[Stored data]
=======

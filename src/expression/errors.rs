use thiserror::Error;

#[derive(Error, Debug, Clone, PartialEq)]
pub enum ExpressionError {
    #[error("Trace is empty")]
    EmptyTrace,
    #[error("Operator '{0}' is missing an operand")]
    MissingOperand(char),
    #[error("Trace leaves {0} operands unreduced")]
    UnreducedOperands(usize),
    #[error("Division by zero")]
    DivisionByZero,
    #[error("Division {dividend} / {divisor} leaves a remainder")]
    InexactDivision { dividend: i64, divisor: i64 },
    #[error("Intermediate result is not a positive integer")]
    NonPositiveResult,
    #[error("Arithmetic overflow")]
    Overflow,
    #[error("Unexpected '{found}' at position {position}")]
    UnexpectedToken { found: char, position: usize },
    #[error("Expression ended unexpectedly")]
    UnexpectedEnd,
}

=======

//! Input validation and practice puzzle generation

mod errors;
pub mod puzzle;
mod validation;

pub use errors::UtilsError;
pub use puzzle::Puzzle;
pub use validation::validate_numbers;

=======

- **WHAT NEEDS TO BE DONE**: Bring together each line above where the string "dividend" turns up.

- **REPLY TO THE EXERCISE**:
    #[error("Division {dividend} / {divisor} leaves a remainder")]
    InexactDivision { dividend: i64, divisor: i64 },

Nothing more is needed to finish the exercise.